Injuries Sustained by Others
Captain Seagram’s injuries were: sever abrasions on the face and a severe shaking up. The little daughter aside from the nervous shock and scratches, escaped unscathed. The occupants in the other car all escaped with slight injuries. Mr. Kennedy, however, received bruises in the side of his body. But none of them were incapacitated. Both machines were badly damaged. The Peerless car, however, after it was put on its wheels was taken to a garage under its own power.
Had Been Out Berry Picking
It should be added that the occupants in the Ford roadster had been out berry picking and were homeward bound with their berries.
Inquest Deemed Necessary
Coroner Dr. Kalbfleisch deemed an inquest necessary and immediately had a jury empanelled. Later in the afternoon they viewed the body of the deceased and also inspected the scene of the accident. They then adjourned until 1:30 Wednesday afternoon.
In connection with the cause of the accident the facts, it is expected, will be brought out at the inquest. Incidentally side from the cause, it is noteworthy that the corner of Edward and Victoria Streets does not afford a clear view to people traversing the streets. On three corners buildings are near the street line and hide the view from one street to the other.
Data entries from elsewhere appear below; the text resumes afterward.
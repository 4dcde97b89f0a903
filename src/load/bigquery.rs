//! BigQuery jobs API client

use super::token::google_access_token;
use super::{LoadOutcome, LoadRequest, TableLoader};
use crate::config::Settings;
use crate::error::{Error, Result};
use async_trait::async_trait;
use reqwest::{Client, Response};
use serde::Deserialize;
use serde_json::{json, Value};
use std::time::Duration;
use tracing::{debug, info};

#[derive(Debug, Deserialize)]
#[serde(rename_all = "camelCase")]
struct Job {
    job_reference: JobReference,
    #[serde(default)]
    status: JobStatus,
    #[serde(default)]
    statistics: Option<JobStatistics>,
}

#[derive(Debug, Deserialize)]
#[serde(rename_all = "camelCase")]
struct JobReference {
    job_id: String,
    #[serde(default)]
    location: Option<String>,
}

#[derive(Debug, Default, Deserialize)]
#[serde(rename_all = "camelCase")]
struct JobStatus {
    #[serde(default)]
    state: String,
    #[serde(default)]
    error_result: Option<ErrorProto>,
}

#[derive(Debug, Deserialize)]
struct ErrorProto {
    #[serde(default)]
    reason: String,
    #[serde(default)]
    message: String,
}

#[derive(Debug, Deserialize)]
struct JobStatistics {
    #[serde(default)]
    load: Option<LoadStatistics>,
}

#[derive(Debug, Deserialize)]
#[serde(rename_all = "camelCase")]
struct LoadStatistics {
    // int64 values arrive as JSON strings
    #[serde(default)]
    output_rows: Option<String>,
}

impl Job {
    fn is_done(&self) -> bool {
        self.status.state == "DONE"
    }

    fn output_rows(&self) -> u64 {
        self.statistics
            .as_ref()
            .and_then(|s| s.load.as_ref())
            .and_then(|l| l.output_rows.as_deref())
            .and_then(|r| r.parse().ok())
            .unwrap_or(0)
    }
}

/// Loads into BigQuery through `jobs.insert` and `jobs.get`
#[derive(Debug, Clone)]
pub struct BigQueryLoader {
    client: Client,
    base_url: String,
    token: Option<String>,
    location: Option<String>,
    poll_interval: Duration,
}

impl BigQueryLoader {
    /// Create a loader that resolves an access token when the load starts
    ///
    /// Resolving late keeps a short-lived token from expiring during a long
    /// export.
    pub fn new(settings: &Settings) -> Result<Self> {
        Ok(Self {
            client: settings.http.client()?,
            base_url: settings
                .bigquery
                .api_base_url()
                .trim_end_matches('/')
                .to_string(),
            token: None,
            location: settings.bigquery.location.clone(),
            poll_interval: settings.http.poll_interval(),
        })
    }

    /// Use a fixed access token
    #[must_use]
    pub fn with_token(mut self, token: impl Into<String>) -> Self {
        self.token = Some(token.into());
        self
    }

    async fn access_token(&self) -> Result<String> {
        match &self.token {
            Some(token) => Ok(token.clone()),
            None => google_access_token().await,
        }
    }

    fn job_body(&self, request: &LoadRequest) -> Value {
        let mut reference = json!({ "projectId": request.project });
        if let Some(location) = &self.location {
            reference["location"] = json!(location);
        }

        json!({
            "jobReference": reference,
            "configuration": {
                "load": {
                    "sourceUris": [request.source_uri],
                    "destinationTable": {
                        "projectId": request.project,
                        "datasetId": request.dataset,
                        "tableId": request.table,
                    },
                    "schema": request.schema.to_bigquery_json(),
                    "sourceFormat": "NEWLINE_DELIMITED_JSON",
                    "writeDisposition": request.write_disposition,
                    "autodetect": false,
                }
            }
        })
    }

    async fn get_job(&self, token: &str, project: &str, job: &JobReference) -> Result<Job> {
        let url = format!("{}/projects/{project}/jobs/{}", self.base_url, job.job_id);
        let mut builder = self.client.get(&url).bearer_auth(token);
        if let Some(location) = job.location.as_ref().or(self.location.as_ref()) {
            builder = builder.query(&[("location", location)]);
        }
        parse_job(builder.send().await?).await
    }
}

#[async_trait]
impl TableLoader for BigQueryLoader {
    async fn load(&self, request: &LoadRequest) -> Result<LoadOutcome> {
        let url = format!("{}/projects/{}/jobs", self.base_url, request.project);
        debug!(url = %url, destination = %request.destination(), "Submitting load job");

        let token = self.access_token().await?;
        let response = self
            .client
            .post(&url)
            .bearer_auth(&token)
            .json(&self.job_body(request))
            .send()
            .await?;
        let mut job = parse_job(response).await?;
        info!(job_id = %job.job_reference.job_id, "Load job submitted");

        while !job.is_done() {
            tokio::time::sleep(self.poll_interval).await;
            job = self
                .get_job(&token, &request.project, &job.job_reference)
                .await?;
            debug!(job_id = %job.job_reference.job_id, state = %job.status.state, "Polled load job");
        }

        if let Some(error) = &job.status.error_result {
            return Err(Error::load(format!("{}: {}", error.reason, error.message)));
        }

        Ok(LoadOutcome {
            output_rows: job.output_rows(),
            job_id: job.job_reference.job_id,
        })
    }
}

async fn parse_job(response: Response) -> Result<Job> {
    let status = response.status();
    let text = response.text().await?;

    if !status.is_success() {
        let message = serde_json::from_str::<Value>(&text)
            .ok()
            .and_then(|v| v["error"]["message"].as_str().map(String::from))
            .unwrap_or(text);
        return Err(Error::load(format!("HTTP {}: {message}", status.as_u16())));
    }

    Ok(serde_json::from_str(&text)?)
}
Mrs. Bowlby’s Death a Severe Loss
The death of Mrs. Bowlby under the tragic circumstances caused intense sorrow among the citizens of Kitchener and waterloo. The loss sustained by the family is also keenly felt by the people of the community and b hundreds of friends that Mrs. Bowlby had elsewhere. Possessing a pleasing personality and endowed with noble qualities of kindness, charity, and an interest in the welfare of others, she had a warm place in the hearts and thoughts of all who knew her. Mrs. Bowlby gave valuable service on not a few organizations of public benefit and patriotic purposes among them being the Daughters of the Empire.
When the late Major B.H. Bowlby went to England in 1915 where he was engaged in surgical work in military hospitals, she accompanied him. Since his death which was caused by falling over a cliff in September 1917 she engaged in Red Cross work until she returned home about a year ago, to be with her father, who was in poor health.
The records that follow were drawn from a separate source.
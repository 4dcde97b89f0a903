//! CLI runner - wires real collaborators and runs the pipeline

use crate::cli::commands::Cli;
use crate::config::{RelocatorBackend, Settings};
use crate::error::Result;
use crate::load::BigQueryLoader;
use crate::naming::RunContext;
use crate::pipeline::{Pipeline, Plan};
use crate::schema::SampleReader;
use crate::storage::{bucket_opener, GsutilRelocator, ObjectStoreRelocator, Relocator};
use crate::warehouse::SnowflakeWarehouse;
use tracing::info;

/// CLI runner
pub struct Runner {
    cli: Cli,
}

impl Runner {
    /// Create a new runner
    pub fn new(cli: Cli) -> Self {
        Self { cli }
    }

    /// Load settings and apply command-line overrides
    pub fn settings(&self) -> Result<Settings> {
        let mut settings = match &self.cli.config {
            Some(path) => Settings::from_file(path)?,
            None => Settings::default(),
        };

        if let Some(files) = self.cli.file_limit {
            settings.sampling.max_files = files;
        }
        if let Some(lines) = self.cli.line_limit {
            settings.sampling.max_lines_per_file = lines;
        }
        if let Some(mode) = self.cli.relocation {
            settings.relocation.mode = mode;
        }
        if let Some(backend) = self.cli.relocator {
            settings.relocation.backend = backend;
        }

        settings.validate()?;
        Ok(settings)
    }

    /// Build the run context from the positional arguments
    pub fn context(&self) -> Result<RunContext> {
        RunContext::new(
            &self.cli.database,
            &self.cli.schema,
            &self.cli.table,
            &self.cli.env,
        )
    }

    /// Run the CLI command
    pub async fn run(&self) -> Result<()> {
        let settings = self.settings()?;
        let ctx = self.context()?;

        if self.cli.plan {
            println!("{}", Plan::new(&ctx, &settings).to_json_pretty());
            return Ok(());
        }

        let opener = bucket_opener(&settings.storage);
        let relocator: Box<dyn Relocator> = match settings.relocation.backend {
            RelocatorBackend::Gsutil => Box::new(GsutilRelocator::new(
                settings.relocation.gsutil_path.clone(),
                settings.relocation.mode,
            )),
            RelocatorBackend::Native => {
                Box::new(ObjectStoreRelocator::new(opener.clone(), settings.relocation.mode))
            }
        };
        let sampler = SampleReader::new(opener(&ctx.target_bucket())?, settings.sampling.budget())
            .with_suffix(settings.sampling.suffix.clone());
        let loader = BigQueryLoader::new(&settings)?;

        let warehouse = SnowflakeWarehouse::connect(&settings, &ctx).await?;
        let pipeline = Pipeline::new(ctx, settings, relocator, sampler, Box::new(loader));
        let report = pipeline.run(&warehouse).await?;

        info!(
            rows = report.output_rows,
            job_id = %report.job_id,
            fields = report.schema.len(),
            warnings = report.has_warnings(),
            "Run complete"
        );
        println!("{}", serde_json::to_string_pretty(&report)?);
        Ok(())
    }
}

#[cfg(test)]
mod tests {
    use super::*;
    use crate::config::RelocationMode;
    use clap::Parser;

    fn runner(args: &[&str]) -> Runner {
        let mut argv = vec!["sf2cdp", "SALES", "Orders", "LINES", "PROD"];
        argv.extend_from_slice(args);
        Runner::new(Cli::try_parse_from(argv).unwrap())
    }

    #[test]
    fn test_context_lowercased() {
        let ctx = runner(&[]).context().unwrap();
        assert_eq!(ctx.database, "sales");
        assert_eq!(ctx.schema, "orders");
        assert_eq!(ctx.table, "lines");
        assert_eq!(ctx.environment, "prod");
    }

    #[test]
    fn test_cli_overrides_settings() {
        let dir = tempfile::tempdir().unwrap();
        let path = dir.path().join("settings.yaml");
        std::fs::write(&path, "sampling:\n  max_files: 4\nrelocation:\n  mode: copy\n").unwrap();

        let settings = runner(&["-C", path.to_str().unwrap(), "--line-limit", "25"])
            .settings()
            .unwrap();
        assert_eq!(settings.sampling.max_files, 4);
        assert_eq!(settings.sampling.max_lines_per_file, 25);
        assert_eq!(settings.relocation.mode, RelocationMode::Copy);
    }

    #[test]
    fn test_zero_limit_rejected() {
        assert!(runner(&["--file-limit", "0"]).settings().is_err());
    }

    #[tokio::test]
    async fn test_plan_mode_runs_nothing() {
        // No credentials are configured; plan mode must not need any
        runner(&["--plan"]).run().await.unwrap();
    }
}
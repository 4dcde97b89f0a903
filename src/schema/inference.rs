//! Type classification and schema accumulation

use super::types::{CompositeSchema, FieldType};
use serde_json::Value;

/// Classify a single JSON value
///
/// Booleans are checked before numbers. Nested objects, arrays and nulls
/// all become `STRING`.
pub fn classify(value: &Value) -> FieldType {
    match value {
        Value::Bool(_) => FieldType::Boolean,
        Value::Object(_) => FieldType::String,
        Value::Number(n) if n.is_i64() || n.is_u64() => FieldType::Integer,
        Value::Number(_) => FieldType::Float,
        Value::String(_) => FieldType::String,
        Value::Null | Value::Array(_) => FieldType::String,
    }
}

/// Running field-name to type mapping for one inference run
#[derive(Debug, Clone, Default)]
pub struct SchemaAccumulator {
    schema: CompositeSchema,
}

impl SchemaAccumulator {
    /// Create an empty accumulator
    pub fn new() -> Self {
        Self::default()
    }

    /// Record one value for a field
    pub fn observe(&mut self, name: &str, value: &Value) {
        let observed = classify(value);
        match self.schema.get(name) {
            None => self.schema.insert(name, observed),
            Some(current) => {
                let widened = current.widen(observed);
                if widened != current {
                    self.schema.set(name, widened);
                }
            }
        }
    }

    /// Record every top-level key of a record
    ///
    /// Returns false when the record is not a JSON object, in which case
    /// nothing is observed.
    pub fn observe_record(&mut self, record: &Value) -> bool {
        let Value::Object(map) = record else {
            return false;
        };
        for (key, value) in map {
            self.observe(key, value);
        }
        true
    }

    /// Current view of the schema
    pub fn schema(&self) -> &CompositeSchema {
        &self.schema
    }

    /// Consume the accumulator and return the schema
    pub fn finish(self) -> CompositeSchema {
        self.schema
    }
}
Mrs. Bowlby was a daughter of Mr. Joseph Seagram, ex-MP, of Waterloo. Surviving her are her father and four brothers, who are Mr. E.F. Seagram, Captain Tom Seagram, Mr. Joseph Seagram, Jr., Orillia, and Mr. Norman Seagram, Toronto.
Seven Eye Witnesses Empanelled
Quite a number of witnesses are being empanelled to testify at the inquest, among them being seven eye witnesses. The jury consists of the following gentlemen: J.E. Bilger, foreman, B.H. Ziegler, J. Welker, L.S. Orlowski, Geo. C. Doerr, S.H. Hessenauer, Charles P. Knapp, George Steinmetz, J.A. Fuhrmann, V.R. Berlet.
The funeral of the late Mrs. Adine Bowlby will be held tomorrow afternoon. There will be a service at the residence, 11 West Weber Street, at 4 o’clock and afterwards at St. John’s Anglican Church. After the church service the remains will be taken to Montreal.